Input -
#####

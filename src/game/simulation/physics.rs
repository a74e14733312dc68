/// Rigid-body integration.
///
/// Runs at the start of `SimSet::PrePhysics`, before the hierarchy is
/// propagated and the collision grid is rebuilt from the new positions.

use bevy::prelude::*;
use horde_macros::profile;

use super::components::*;
use super::resources::*;

/// Below this speed a body is considered at rest for heading purposes.
const HEADING_MIN_SPEED_SQ: f32 = 1e-6;

/// Semi-implicit Euler step for every body, in parallel.
///
/// `velocity += acceleration * dt`, then drag, then `position += velocity * dt`.
/// Acceleration is cleared so next step's steering starts from zero.
#[profile(2)]
pub fn integrate_bodies(
    mut query: Query<(&mut SimTransform, &mut PhysicsBody)>,
    sim_config: Res<SimConfig>,
    #[allow(unused_variables)] tick: Res<SimTick>,
) {
    let delta = sim_config.delta();

    query.par_iter_mut().for_each(|(mut transform, mut body)| {
        let body = &mut *body;
        body.velocity += body.acceleration * delta;
        body.acceleration = Vec2::ZERO;

        if body.drag > 0.0 {
            body.velocity *= (1.0 - body.drag * delta).max(0.0);
        }

        if body.velocity != Vec2::ZERO {
            transform.position += body.velocity * delta;
        }
    });

    crate::profile_log!(tick, "[INTEGRATE] {} bodies", query.iter().count());
}

/// Keep `Heading` pointing along the velocity of moving bodies.
pub fn update_headings(mut query: Query<(&PhysicsBody, &mut Heading)>) {
    for (body, mut heading) in query.iter_mut() {
        if body.velocity.length_squared() > HEADING_MIN_SPEED_SQ {
            heading.0 = body.velocity.normalize();
        }
    }
}

/// Seek-style steering: the acceleration that would reach `desired_velocity`
/// within one step of `delta` seconds, limited to `max_force`.
pub fn steer_toward(velocity: Vec2, desired_velocity: Vec2, max_force: f32, delta: f32) -> Vec2 {
    if delta <= 0.0 {
        return Vec2::ZERO;
    }
    ((desired_velocity - velocity) / delta).clamp_length_max(max_force)
}

#[cfg(test)]
mod tests {
    use super::*;

    #[test]
    fn test_steer_reaches_small_change_in_one_step() {
        let accel = steer_toward(Vec2::ZERO, Vec2::new(1.0, 0.0), 400.0, 0.1);
        assert!((accel - Vec2::new(10.0, 0.0)).length() < 1e-5);
    }

    #[test]
    fn test_steer_is_clamped() {
        let accel = steer_toward(Vec2::ZERO, Vec2::new(0.0, 100.0), 50.0, 0.1);
        assert!((accel.length() - 50.0).abs() < 1e-4);
        assert!(accel.y > 0.0);
    }
}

#####

What the exercise asks - Filter the entries down to the lines that hold "drag". Copy those lines.

Written solution -
/// `velocity += acceleration * dt`, then drag, then `position += velocity * dt`.
        if body.drag > 0.0 {
            body.velocity *= (1.0 - body.drag * delta).max(0.0);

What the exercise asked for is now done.